Ok, thanks for the quick responses everyone. I think I'll plan to keep the fireplace where it's at if at all possible. Still unsure if I want to build out from the wall and use corner pieces or just keep everything flush with the wall. The former would introduce as much as 6" or so of setback from stone face to fireplace face, whereas the keeping it flush would create a set back of just the thickness of the stone (2" or so?). 

Any thought on how much recess I could get away with? 

And I'll order a blower for the reasons stated by bmeeks8 

Thanks again.


----------



## jomama45 (Nov 13, 2008)

If you do want to pad it out from the wall, I'd shot for more like 4-5" finished, only because you'll be limited by the short leg on the return corners. If that doesn't make sense, you may need to get your stone purchased and in your possession before putting the framing in & determining the actual depth. I will tell you though that most of the cultured stone I've come across in the last 15+ years will only have about that 4-5" return on the short face, meaning you would likely need to "two-piece" the returns on some courses. These "two-pieces" would be very small and look awkward as well.


----------



## Augy (Mar 20, 2011)

jomama45 said:


> If you do want to pad it out from the wall, I'd shot for more like 4-5" finished, only because you'll be limited by the short leg on the return corners. If that doesn't make sense, you may need to get your stone purchased and in your possession before putting the framing in & determining the actual depth. I will tell you though that most of the cultured stone I've come across in the last 15+ years will only have about that 4-5" return on the short face, meaning you would likely need to "two-piece" the returns on some courses. These "two-pieces" would be very small and look awkward as well.


I see what you're saying. I think you are right about the stone return length...I ordered it but they carry the same type in a different color at the local Lowes (Stonecraft, I think). I'll take a look when I have a minute to stop in but what you are saying makes a lot of sense. I'll plan accordingly. Thanks!


----------



## Augy (Mar 20, 2011)

jomama45 said:


> I would buy the TV mount that you want ahead of time and you can easily put 4 temporary bushings in before laying the stone. You can pull the temp. bushings out when the stone cures, and you'll have a simple pocket for the anchors to go into. The mounts really need to go into studs, not the thin veneer, so you may also want to put some additional wood backing in behind the TV if you're going to pad the wall out anyway.

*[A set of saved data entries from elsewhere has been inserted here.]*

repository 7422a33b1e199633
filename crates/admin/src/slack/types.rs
//! Slack Block Kit types for building rich messages.
//!
//! These types represent a subset of the Slack Block Kit specification
//! needed for building interactive confirmation messages.
//!
//! See: <https://api.slack.com/block-kit>

use serde::{Deserialize, Serialize};

/// A Slack message with blocks.
#[derive(Debug, Clone, Serialize)]
pub struct SlackMessage {
    /// Channel ID to post to.
    pub channel: String,
    /// Message blocks.
    pub blocks: Vec<Block>,
    /// Optional plain text fallback.
    #[serde(skip_serializing_if = "Option::is_none")]
    pub text: Option<String>,
}

/// Block Kit block types.
#[derive(Debug, Clone, Serialize)]
#[serde(tag = "type", rename_all = "snake_case")]
pub enum Block {
    /// Header block with large text.
    Header { text: PlainText },
    /// Section block with text and optional accessory.
    Section {
        text: Text,
        #[serde(skip_serializing_if = "Option::is_none")]
        accessory: Option<Accessory>,
    },
    /// Context block with small muted text/images.
    Context { elements: Vec<ContextElement> },
    /// Actions block with interactive elements.
    Actions { elements: Vec<ActionElement> },
    /// Divider block (horizontal line).
    Divider,
}

/// Text object types.
#[derive(Debug, Clone, Serialize)]
#[serde(tag = "type", rename_all = "snake_case")]
pub enum Text {
    /// Plain text (no formatting).
    PlainText { text: String, emoji: bool },
    /// Markdown text (supports formatting).
    Mrkdwn { text: String },
}

impl Text {
    /// Create a plain text object.
    #[must_use]
    pub fn plain(text: impl Into<String>) -> Self {
        Self::PlainText {
            text: text.into(),
            emoji: true,
        }
    }

    /// Create a markdown text object.
    #[must_use]
    pub fn mrkdwn(text: impl Into<String>) -> Self {
        Self::Mrkdwn { text: text.into() }
    }
}

/// Plain text object (for headers).
#[derive(Debug, Clone, Serialize)]
pub struct PlainText {
    #[serde(rename = "type")]
    pub text_type: &'static str,
    pub text: String,
    pub emoji: bool,
}

impl PlainText {
    /// Create a new plain text object.
    #[must_use]
    pub fn new(text: impl Into<String>) -> Self {
        Self {
            text_type: "plain_text",
            text: text.into(),
            emoji: true,
        }
    }
}

/// Context block elements.
#[derive(Debug, Clone, Serialize)]
#[serde(tag = "type", rename_all = "snake_case")]
pub enum ContextElement {
    /// Markdown text in context.
    Mrkdwn { text: String },
    /// Plain text in context.
    PlainText { text: String, emoji: bool },
}

/// Accessory elements for section blocks.
#[derive(Debug, Clone, Serialize)]
#[serde(tag = "type", rename_all = "snake_case")]
pub enum Accessory {
    /// Button accessory.
    Button {
        text: PlainText,
        action_id: String,
        #[serde(skip_serializing_if = "Option::is_none")]
        value: Option<String>,
        #[serde(skip_serializing_if = "Option::is_none")]
        style: Option<ButtonStyle>,
    },
}

/// Action block elements.
#[derive(Debug, Clone, Serialize)]
#[serde(tag = "type", rename_all = "snake_case")]
pub enum ActionElement {
    /// Interactive button.
    Button {
        text: PlainText,
        action_id: String,
        #[serde(skip_serializing_if = "Option::is_none")]
        value: Option<String>,
        #[serde(skip_serializing_if = "Option::is_none")]
        style: Option<ButtonStyle>,
    },
}

/// Button style (affects color).
#[derive(Debug, Clone, Copy, Serialize)]
#[serde(rename_all = "snake_case")]
pub enum ButtonStyle {
    /// Green primary button.
    Primary,
    /// Red danger button.
    Danger,
}

// =============================================================================
// Response Types
// =============================================================================

/// Response from posting a message.
#[derive(Debug, Clone, Deserialize)]
pub struct PostMessageResponse {
    /// Whether the request was successful.
    pub ok: bool,
    /// Channel ID where message was posted.
    #[serde(default)]
    pub channel: Option<String>,
    /// Message timestamp (unique ID).
    #[serde(default)]
    pub ts: Option<String>,
    /// Error message if not ok.
    #[serde(default)]
    pub error: Option<String>,
}

/// Response from updating a message.
#[derive(Debug, Clone, Deserialize)]
pub struct UpdateMessageResponse {
    /// Whether the request was successful.
    pub ok: bool,
    /// Channel ID.
    #[serde(default)]
    pub channel: Option<String>,
    /// Updated message timestamp.
    #[serde(default)]
    pub ts: Option<String>,
    /// Error message if not ok.
    #[serde(default)]
    pub error: Option<String>,
}

/// Slack interaction payload from button clicks.
#[derive(Debug, Clone, Deserialize)]
pub struct InteractionPayload {
    /// Type of interaction.
    #[serde(rename = "type")]
    pub interaction_type: String,
    /// User who triggered the interaction.
    pub user: InteractionUser,
    /// Container information.
    pub container: InteractionContainer,
    /// Channel where interaction occurred.
    #[serde(default)]
    pub channel: Option<InteractionChannel>,
    /// Actions that were triggered.
    pub actions: Vec<InteractionAction>,
    /// Response URL for updating the message.
    #[serde(default)]
    pub response_url: Option<String>,
    /// Trigger ID for opening modals.
    #[serde(default)]
    pub trigger_id: Option<String>,
}

/// User who triggered an interaction.
#[derive(Debug, Clone, Deserialize)]
pub struct InteractionUser {
    /// Slack user ID.
    pub id: String,
    /// Username.
    #[serde(default)]
    pub username: Option<String>,
    /// Display name.
    #[serde(default)]
    pub name: Option<String>,
}

/// Container for the interaction.
#[derive(Debug, Clone, Deserialize)]
pub struct InteractionContainer {
    /// Container type (e.g., "message").
    #[serde(rename = "type")]
    pub container_type: String,
    /// Message timestamp.
    #[serde(default)]
    pub message_ts: Option<String>,
    /// Channel ID.
    #[serde(default)]
    pub channel_id: Option<String>,
}

/// Channel where interaction occurred.
#[derive(Debug, Clone, Deserialize)]
pub struct InteractionChannel {
    /// Channel ID.
    pub id: String,
    /// Channel name.
    #[serde(default)]
    pub name: Option<String>,
}

/// Action that was triggered.
#[derive(Debug, Clone, Deserialize)]
pub struct InteractionAction {
    /// Action ID (set when creating the button).
    pub action_id: String,
    /// Block ID containing this action.
    #[serde(default)]
    pub block_id: Option<String>,
    /// Value attached to the action.
    #[serde(default)]
    pub value: Option<String>,
    /// Action type.
    #[serde(rename = "type")]
    pub action_type: String,
}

I have the mount on hand already so this makes a lot of sense. What would you recommend to use as 'temp bushings'? Would some lag screws of the same size as the mounting kits screws work? Maybe some that are extra long so they stick out well past the face of the veneer?

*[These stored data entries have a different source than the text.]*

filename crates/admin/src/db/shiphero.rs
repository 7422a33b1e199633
//! `ShipHero` credentials repository for database operations.
//!
//! This module provides database access for storing and retrieving
//! `ShipHero` JWT tokens obtained from email/password authentication.

use chrono::{DateTime, Utc};
use secrecy::SecretString;
use sqlx::PgPool;

use super::RepositoryError;

// =============================================================================
// Types
// =============================================================================

/// `ShipHero` credentials stored in the database.
///
/// Implements `Debug` manually to redact sensitive tokens.
#[derive(Clone)]
pub struct ShipHeroCredentials {
    /// Database ID.
    pub id: i32,
    /// Account name (default: "default").
    pub account_name: String,
    /// Email used for authentication (for display only).
    pub email: String,
    /// JWT access token (HIGH PRIVILEGE - redacted in debug output).
    pub access_token: SecretString,
    /// Refresh token (if provided by `ShipHero`).
    pub refresh_token: Option<SecretString>,
    /// Unix timestamp when access token expires.
    pub access_token_expires_at: i64,
    /// Unix timestamp when refresh token expires (if applicable).
    pub refresh_token_expires_at: Option<i64>,
    /// Admin user ID who connected the account.
    pub connected_by: Option<i32>,
    /// When the account was connected.
    pub connected_at: DateTime<Utc>,
    /// Last successful API call.
    pub last_used_at: Option<DateTime<Utc>>,
}

impl std::fmt::Debug for ShipHeroCredentials {
    fn fmt(&self, f: &mut std::fmt::Formatter<'_>) -> std::fmt::Result {
        f.debug_struct("ShipHeroCredentials")
            .field("id", &self.id)
            .field("account_name", &self.account_name)
            .field("email", &self.email)
            .field("access_token", &"[REDACTED]")
            .field(
                "refresh_token",
                &self.refresh_token.as_ref().map(|_| "[REDACTED]"),
            )
            .field("access_token_expires_at", &self.access_token_expires_at)
            .field("refresh_token_expires_at", &self.refresh_token_expires_at)
            .field("connected_by", &self.connected_by)
            .field("connected_at", &self.connected_at)
            .field("last_used_at", &self.last_used_at)
            .finish()
    }
}

/// Internal row type for `PostgreSQL` queries.
#[derive(Debug, sqlx::FromRow)]
struct ShipHeroCredentialsRow {
    id: i32,
    account_name: String,
    email: String,
    access_token: String,
    refresh_token: Option<String>,
    access_token_expires_at: i64,
    refresh_token_expires_at: Option<i64>,
    connected_by: Option<i32>,
    connected_at: DateTime<Utc>,
    last_used_at: Option<DateTime<Utc>>,
    #[allow(dead_code)]
    created_at: DateTime<Utc>,
    #[allow(dead_code)]
    updated_at: DateTime<Utc>,
}

impl From<ShipHeroCredentialsRow> for ShipHeroCredentials {
    fn from(row: ShipHeroCredentialsRow) -> Self {
        Self {
            id: row.id,
            account_name: row.account_name,
            email: row.email,
            access_token: SecretString::from(row.access_token),
            refresh_token: row.refresh_token.map(SecretString::from),
            access_token_expires_at: row.access_token_expires_at,
            refresh_token_expires_at: row.refresh_token_expires_at,
            connected_by: row.connected_by,
            connected_at: row.connected_at,
            last_used_at: row.last_used_at,
        }
    }
}

/// Parameters for saving `ShipHero` credentials.
#[derive(Debug)]
pub struct SaveCredentialsParams<'a> {
    /// Account name (use "default" for the default account).
    pub account_name: &'a str,
    /// Email used for authentication.
    pub email: &'a str,
    /// JWT access token.
    pub access_token: &'a str,
    /// Refresh token (if provided).
    pub refresh_token: Option<&'a str>,
    /// Unix timestamp when access token expires.
    pub access_token_expires_at: i64,
    /// Unix timestamp when refresh token expires.
    pub refresh_token_expires_at: Option<i64>,
    /// Admin user ID who connected the account.
    pub connected_by: Option<i32>,
}

// =============================================================================
// Repository
// =============================================================================

/// Repository for `ShipHero` credentials database operations.
pub struct ShipHeroCredentialsRepository<'a> {
    pool: &'a PgPool,
}

impl<'a> ShipHeroCredentialsRepository<'a> {
    /// Create a new `ShipHero` credentials repository.
    #[must_use]
    pub const fn new(pool: &'a PgPool) -> Self {
        Self { pool }
    }

    /// Get credentials for an account.
    ///
    /// # Arguments
    ///
    /// * `account_name` - Account name (use "default" for the default account)
    ///
    /// # Errors
    ///
    /// Returns `RepositoryError::Database` if the query fails.
    pub async fn get(
        &self,
        account_name: &str,
    ) -> Result<Option<ShipHeroCredentials>, RepositoryError> {
        let row = sqlx::query_as!(
            ShipHeroCredentialsRow,
            r#"
            SELECT
                id,
                account_name,
                email,
                access_token,
                refresh_token,
                access_token_expires_at,
                refresh_token_expires_at,
                connected_by,
                connected_at as "connected_at: DateTime<Utc>",
                last_used_at as "last_used_at: DateTime<Utc>",
                created_at as "created_at: DateTime<Utc>",
                updated_at as "updated_at: DateTime<Utc>"
            FROM admin.shiphero_credentials
            WHERE account_name = $1
            "#,
            account_name
        )
        .fetch_optional(self.pool)
        .await?;

        Ok(row.map(ShipHeroCredentials::from))
    }

    /// Get the default account credentials.
    ///
    /// Convenience method for `get("default")`.
    ///
    /// # Errors
    ///
    /// Returns `RepositoryError::Database` if the query fails.
    pub async fn get_default(&self) -> Result<Option<ShipHeroCredentials>, RepositoryError> {
        self.get("default").await
    }

    /// Save or update credentials for an account.
    ///
    /// Uses upsert to handle both new and existing credentials.
    ///
    /// # Errors
    ///
    /// Returns `RepositoryError::Database` if the query fails.
    pub async fn save(&self, params: &SaveCredentialsParams<'_>) -> Result<(), RepositoryError> {
        sqlx::query!(
            r#"
            INSERT INTO admin.shiphero_credentials (
                account_name,
                email,
                access_token,
                refresh_token,
                access_token_expires_at,
                refresh_token_expires_at,
                connected_by,
                connected_at
            )
            VALUES ($1, $2, $3, $4, $5, $6, $7, (CURRENT_TIMESTAMP AT TIME ZONE 'utc'))
            ON CONFLICT(account_name) DO UPDATE SET
                email = EXCLUDED.email,
                access_token = EXCLUDED.access_token,
                refresh_token = EXCLUDED.refresh_token,
                access_token_expires_at = EXCLUDED.access_token_expires_at,
                refresh_token_expires_at = EXCLUDED.refresh_token_expires_at,
                connected_by = EXCLUDED.connected_by,
                connected_at = EXCLUDED.connected_at,
                updated_at = (CURRENT_TIMESTAMP AT TIME ZONE 'utc')
            "#,
            params.account_name,
            params.email,
            params.access_token,
            params.refresh_token,
            params.access_token_expires_at,
            params.refresh_token_expires_at,
            params.connected_by
        )
        .execute(self.pool)
        .await?;

        Ok(())
    }

    /// Update only the tokens (after a refresh).
    ///
    /// # Errors
    ///
    /// Returns `RepositoryError::Database` if the query fails.
    pub async fn update_tokens(
        &self,
        account_name: &str,
        access_token: &str,
        refresh_token: Option<&str>,
        access_token_expires_at: i64,
        refresh_token_expires_at: Option<i64>,
    ) -> Result<bool, RepositoryError> {
        let result = sqlx::query!(
            r#"
            UPDATE admin.shiphero_credentials
            SET
                access_token = $2,
                refresh_token = $3,
                access_token_expires_at = $4,
                refresh_token_expires_at = $5,
                updated_at = (CURRENT_TIMESTAMP AT TIME ZONE 'utc')
            WHERE account_name = $1
            "#,
            account_name,
            access_token,
            refresh_token,
            access_token_expires_at,
            refresh_token_expires_at
        )
        .execute(self.pool)
        .await?;

        Ok(result.rows_affected() > 0)
    }

    /// Update the `last_used_at` timestamp.
    ///
    /// Call this after a successful API call to track usage.
    ///
    /// # Errors
    ///
    /// Returns `RepositoryError::Database` if the query fails.
    pub async fn touch(&self, account_name: &str) -> Result<(), RepositoryError> {
        sqlx::query!(
            r"
            UPDATE admin.shiphero_credentials
            SET last_used_at = (CURRENT_TIMESTAMP AT TIME ZONE 'utc')
            WHERE account_name = $1
            ",
            account_name
        )
        .execute(self.pool)
        .await?;

        Ok(())
    }

    /// Delete credentials for an account.
    ///
    /// # Errors
    ///
    /// Returns `RepositoryError::Database` if the query fails.
    pub async fn delete(&self, account_name: &str) -> Result<bool, RepositoryError> {
        let result = sqlx::query!(
            r"
            DELETE FROM admin.shiphero_credentials
            WHERE account_name = $1
            ",
            account_name
        )
        .execute(self.pool)
        .await?;

        Ok(result.rows_affected() > 0)
    }

    /// Check if credentials exist for an account.
    ///
    /// # Errors
    ///
    /// Returns `RepositoryError::Database` if the query fails.
    pub async fn exists(&self, account_name: &str) -> Result<bool, RepositoryError> {
        let exists = sqlx::query_scalar!(
            r#"
            SELECT EXISTS(
                SELECT 1 FROM admin.shiphero_credentials WHERE account_name = $1
            ) as "exists!"
            "#,
            account_name
        )
        .fetch_one(self.pool)
        .await?;

        Ok(exists)
    }
}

Also, I ordered a fan unit last night and it will arrive Friday. My stone veneer flats have arrived at Lowes as well...just waiting for the corners to come in. Figures the one thing I need the most (the corners...to determine the return length and, thus, set the distance I bump it out) will be the last to arrive.

Again, thanks for the help. I really appreciate the suggestions...


----------



## Jazzmick (Sep 16, 2013)

*Same project*

I have a very similar project that I'd like to start (flush vs bump out)...what did you end up doing? Would be great to see some pics?

Thanks!!!


----------



## Augy (Mar 20, 2011)

Jazzmick said:


> I have a very similar project that I'd like to start (flush vs bump out)...what did you end up doing? Would be great to see some pics?
> 
> Thanks!!!


I ended up making it essentially flat. It's actually bumped out the thickness of the cement board that I attached to the drywall so the corner returns were all cut. If I had it to do over again, I might box it out a little further from the wall but overall I'm happy with the results and glad I didn't try to relocate the fireplace. I ended up making a hearth and using slate tile to cover it. 

Here's a finished pic....


----------



## Jazzmick (Sep 16, 2013)

Awesome. Nice work! That depth looks good! Thanks for sharing.

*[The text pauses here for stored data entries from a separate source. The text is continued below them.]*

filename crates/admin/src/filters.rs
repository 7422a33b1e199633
//! Custom Askama template filters.

#![allow(clippy::unnecessary_wraps)]

use std::fmt::Display;

/// Returns the current year.
///
/// Usage in templates: `{{ ""|current_year }}`
#[allow(clippy::unnecessary_wraps)]
#[askama::filter_fn]
pub fn current_year(_value: impl Display, _env: &dyn askama::Values) -> askama::Result<i32> {
    use chrono::Datelike;
    Ok(chrono::Utc::now().year())
}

I might be heading in the same direction. See pic. What stone product did you use? Were you happy with ease of install?


----------



## Augy (Mar 20, 2011)

I used a Stonecraft ledgestone product from Lowe's (http://www.lowes.com/pd_290588-86200-1115_0__?productId=3030802&Ntt=ledgestone&pl=1&currentURL=%3FNtt%3Dledgestone&facetInfo==

When I went to remodel the basement "man cave" I decided to use a different ledgestone product that is more like a tile and I liked it better but it is more money...that product is here:
http://www.lowes.com/pd_354383-9384...ne&pl=1&currentURL=?Ntt=ledgestone&facetInfo=

Here is the result from the second product in my man cave:









I should point out that the second product I used (the tile) is a LOT easier to install...just thinset and cutting the ends against the walls. I think it took 3 hours from start to completion and the look is IMO well worth the cost. I'm not sure it would look right, though, if it were used in the manner of the Stonecraft ledgestone from the first picture. Where I used it I was able to take it across the entire 12' wide wall and have it run into the facing walls. Having it end on a wall (like the first project) wouldn't look quite right I suspect. Good luck!


----------